“Temos 102 camas e 96 doentes em internamento”, disse Ruben Almeida, acrescentando que, ao nível da consulta e do ambulatório, “o CRN tem crescido de acordo com a chegada dos equipamentos (em agosto/setembro de 2014) e das condicionantes dos recursos humanos”.

Em 2014, o CRN realizou 2.364 consultas, registou 19.842 diárias e tratou em fisiatra (internamento e ambulatório) 1.568 pessoas.

Estes doentes chegaram ao CRN, localizado em Gaia, distrito do Porto, “de quase todo o país”, sendo que os centros hospitalares do Porto e do S. João foram os que mais pessoas encaminharam para aquela instituição de saúde, com 35 e 38 doentes, respetivamente.

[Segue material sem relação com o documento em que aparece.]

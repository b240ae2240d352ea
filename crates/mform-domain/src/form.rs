use serde::{Deserialize, Serialize};

use crate::common::{Displayable, NamedEntity};
use crate::field::FieldDefinition;
use crate::template::ParsedTemplate;

/// Schema version stamped on every current form definition.
#[derive(Debug, Clone, Copy, Default, PartialEq, Eq, Serialize, Deserialize)]
pub enum FormVersion {
    #[default]
    #[serde(rename = "1")]
    V1,
}

impl FormVersion {
    pub const CURRENT: FormVersion = FormVersion::V1;

    pub fn as_str(self) -> &'static str {
        match self {
            FormVersion::V1 => "1",
        }
    }
}

/// A validated form at the current schema version.
#[derive(Debug, Clone, PartialEq, Serialize, Deserialize)]
#[serde(rename_all = "camelCase")]
pub struct FormDefinition {
    pub title: String,
    /// Unique key of the form inside its collection.
    pub name: String,
    #[serde(default, skip_serializing_if = "Option::is_none")]
    pub custom_classname: Option<String>,
    pub version: FormVersion,
    pub fields: Vec<FieldDefinition>,
    #[serde(default, skip_serializing_if = "Option::is_none")]
    pub template: Option<FormTemplate>,
}

impl FormDefinition {
    pub fn new(
        name: impl Into<String>,
        title: impl Into<String>,
        fields: Vec<FieldDefinition>,
    ) -> Self {
        Self {
            title: title.into(),
            name: name.into(),
            custom_classname: None,
            version: FormVersion::CURRENT,
            fields,
            template: None,
        }
    }

    pub fn with_template(mut self, template: FormTemplate) -> Self {
        self.template = Some(template);
        self
    }

    pub fn field(&self, name: &str) -> Option<&FieldDefinition> {
        self.fields.iter().find(|field| field.name == name)
    }

    pub fn field_names(&self) -> impl Iterator<Item = &str> {
        self.fields.iter().map(|field| field.name.as_str())
    }
}

impl NamedEntity for FormDefinition {
    fn name(&self) -> &str {
        &self.name
    }
}

impl Displayable for FormDefinition {
    fn display_label(&self) -> String {
        format!("{} [{}]", self.title, self.name)
    }
}

/// Note template attached to a form.
#[derive(Debug, Clone, PartialEq, Eq, Serialize, Deserialize)]
#[serde(rename_all = "camelCase")]
pub struct FormTemplate {
    /// Whether the host registers a "create note from this form" command.
    pub create_command: bool,
    pub parsed_template: ParsedTemplate,
}
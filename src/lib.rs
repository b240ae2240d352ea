#![doc(test(attr(deny(warnings))))]

//! Form Core loads, migrates and fills note forms: form definitions are
//! validated, brought up to the current version, bound to a reactive session
//! engine and rendered into notes through templates.

pub mod cli;
pub mod errors;
pub mod utils;

use std::sync::Once;

static INIT_TRACING: Once = Once::new();

/// Initializes global tracing and emits a startup info log.
pub fn init() {
    INIT_TRACING.call_once(|| {
        utils::init_tracing();
        tracing::info!("Form Core tracing initialized.");
    });
}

“No total, 168 doentes foram transferidos diretamente dos hospitais de agudos para o CRN”, precisou Ruben Almeida, na sessão comemorativa do 1.º aniversário da instituição de saúde que é gerida pela Santa Casa da Misericórdia do Porto (SCMP).

São casos de acidentes vascular cerebrais (AVC) que mais chegaram ao CRN, seguindo-se doentes com lesões medulares (65 casos) e lesões no cérebro (41 casos).

Já a demora média de internamento dos doentes fixou-se em 53 dias, “abaixo dos 55 dias” estabelecidos como objetivo em protocolo.

Segundo Ruben Almeida, a “produção do CRN começou a crescer a partir de setembro, com o aumento do pessoal, o que permitiu dar um salto em termos do número de doentes em ambulatório e internamento”.

Sobre quanto aos recursos humanos, Ruben Almeida explicou que o CRN necessita de mais fisiatras no seu quadro, mas que a questão está tratada e apenas se aguarda que “a administração pública os ceda ao abrigo da mobilidade”.

Segundo o provedor da SCMP, António Tavares, fez também um “balanço positivo”, lembrando, contudo, que quando a Santa casa chegou ao edifício ainda “não havia pessoas nem equipamentos”.

“Hoje está a cumprir a sua missão”, referiu.

Para este ano, o diretor clínico referiu a aposta na reabilitação neuropsicológica, “que tem pouca resposta no país”.

Também o laboratório de biomecânica, que “permite ver defeitos na marcha dos doentes e quais os seus músculos deficitários”, e a reabilitação da disfasia, em especial os “problemas de deglutição”, são outras apostas.